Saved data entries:

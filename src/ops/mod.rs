/*!
 * Wrapped pthread Vocabulary
 *
 * One `unsafe fn` per pthread operation, with the C name and signature. Each
 * wrapper routes through [`invoke`](crate::invoke::invoke) with a descriptor
 * constant that fixes the operation's expected alternate.
 *
 * ## Families
 *
 * - [`common`]: once, signals, cancellation, fork handlers, TLS keys
 * - [`attr`] / [`thread`]: thread attributes and lifecycle
 * - [`mutexattr`] / [`mutex`]
 * - [`rwlockattr`] / [`rwlock`]
 * - [`condattr`] / [`cond`]
 * - [`spin`]
 * - [`barrierattr`] / [`barrier`]
 *
 * Every family exports a `*_operations()` catalogue of its descriptors;
 * [`catalogue`] chains them.
 */

/// Generates descriptor constants, wrappers and a catalogue function
///
/// ```text
/// strict_ops! {
///     catalogue mutex_operations + [MUTEX_INIT];
///
///     /// Lock a mutex
///     MUTEX_LOCK => pthread_mutex_lock(mutex: *mut pthread_mutex_t);
///     MUTEX_TRYLOCK => pthread_mutex_trylock(mutex: *mut pthread_mutex_t) expect Busy;
/// }
/// ```
macro_rules! strict_ops {
    (@alt) => {
        $crate::classify::Alternate::None
    };
    (@alt $alt:ident) => {
        $crate::classify::Alternate::$alt
    };
    (
        catalogue $catalogue:ident $(+ [$($extra:ident),* $(,)?])?;
        $(
            $(#[doc = $doc:expr])*
            $(#[cfg($cfg:meta)])?
            $op:ident => $name:ident ( $($arg:ident : $ty:ty),* $(,)? ) $(expect $alt:ident)? ;
        )*
    ) => {
        $(
            $(#[cfg($cfg)])?
            #[doc = concat!("Descriptor for `", stringify!($name), "`")]
            pub const $op: $crate::classify::Op =
                $crate::classify::Op::new(stringify!($name), strict_ops!(@alt $($alt)?));

            $(#[doc = $doc])*
            ///
            /// # Safety
            ///
            #[doc = concat!("Same pointer and lifetime contract as the C `", stringify!($name), "`.")]
            /// Aborts the process on any result other than `0` or the
            /// descriptor's alternate.
            $(#[cfg($cfg)])?
            #[inline]
            #[track_caller]
            pub unsafe fn $name($($arg: $ty),*) -> ::libc::c_int {
                $crate::invoke::invoke($op, || unsafe { $crate::sys::$name($($arg),*) })
            }
        )*

        /// Descriptors of every operation in this family
        pub fn $catalogue() -> Vec<$crate::classify::Op> {
            #[allow(unused_mut)]
            let mut ops = vec![$($($extra),*)?];
            $(
                $(#[cfg($cfg)])?
                ops.push($op);
            )*
            ops
        }
    };
}

pub mod attr;
pub mod barrier;
pub mod barrierattr;
pub mod common;
pub mod cond;
pub mod condattr;
pub mod mutex;
pub mod mutexattr;
pub mod rwlock;
pub mod rwlockattr;
pub mod spin;
pub mod thread;

pub use attr::*;
pub use barrier::*;
pub use barrierattr::*;
pub use common::*;
pub use cond::*;
pub use condattr::*;
pub use mutex::*;
pub use mutexattr::*;
pub use rwlock::*;
pub use rwlockattr::*;
pub use spin::*;
pub use thread::*;

use crate::classify::Op;

/// Every wrapped operation's descriptor
pub fn catalogue() -> impl Iterator<Item = Op> {
    [
        common::common_operations(),
        attr::attr_operations(),
        thread::thread_operations(),
        mutexattr::mutexattr_operations(),
        mutex::mutex_operations(),
        rwlockattr::rwlockattr_operations(),
        rwlock::rwlock_operations(),
        condattr::condattr_operations(),
        cond::cond_operations(),
        spin::spin_operations(),
        barrierattr::barrierattr_operations(),
        barrier::barrier_operations(),
    ]
    .into_iter()
    .flatten()
}

/// Look up a descriptor by C function name
pub fn find(name: &str) -> Option<Op> {
    catalogue().find(|op| op.name() == name)
}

ASSIGNMENT: Within the data above, the span starting at the line containing "with a descriptor" and ending at the line containing "pub const $op: $crate::classify::Op" is to be retyped exactly, with no other lines.

RESULT FOR THIS TASK:
 * wrapper routes through [`invoke`](crate::invoke::invoke) with a descriptor
 * constant that fixes the operation's expected alternate.
 *
 * ## Families
 *
 * - [`common`]: once, signals, cancellation, fork handlers, TLS keys
 * - [`attr`] / [`thread`]: thread attributes and lifecycle
 * - [`mutexattr`] / [`mutex`]
 * - [`rwlockattr`] / [`rwlock`]
 * - [`condattr`] / [`cond`]
 * - [`spin`]
 * - [`barrierattr`] / [`barrier`]
 *
 * Every family exports a `*_operations()` catalogue of its descriptors;
 * [`catalogue`] chains them.
 */

/// Generates descriptor constants, wrappers and a catalogue function
///
/// ```text
/// strict_ops! {
///     catalogue mutex_operations + [MUTEX_INIT];
///
///     /// Lock a mutex
///     MUTEX_LOCK => pthread_mutex_lock(mutex: *mut pthread_mutex_t);
///     MUTEX_TRYLOCK => pthread_mutex_trylock(mutex: *mut pthread_mutex_t) expect Busy;
/// }
/// ```
macro_rules! strict_ops {
    (@alt) => {
        $crate::classify::Alternate::None
    };
    (@alt $alt:ident) => {
        $crate::classify::Alternate::$alt
    };
    (
        catalogue $catalogue:ident $(+ [$($extra:ident),* $(,)?])?;
        $(
            $(#[doc = $doc:expr])*
            $(#[cfg($cfg:meta)])?
            $op:ident => $name:ident ( $($arg:ident : $ty:ty),* $(,)? ) $(expect $alt:ident)? ;
        )*
    ) => {
        $(
            $(#[cfg($cfg)])?
            #[doc = concat!("Descriptor for `", stringify!($name), "`")]
            pub const $op: $crate::classify::Op =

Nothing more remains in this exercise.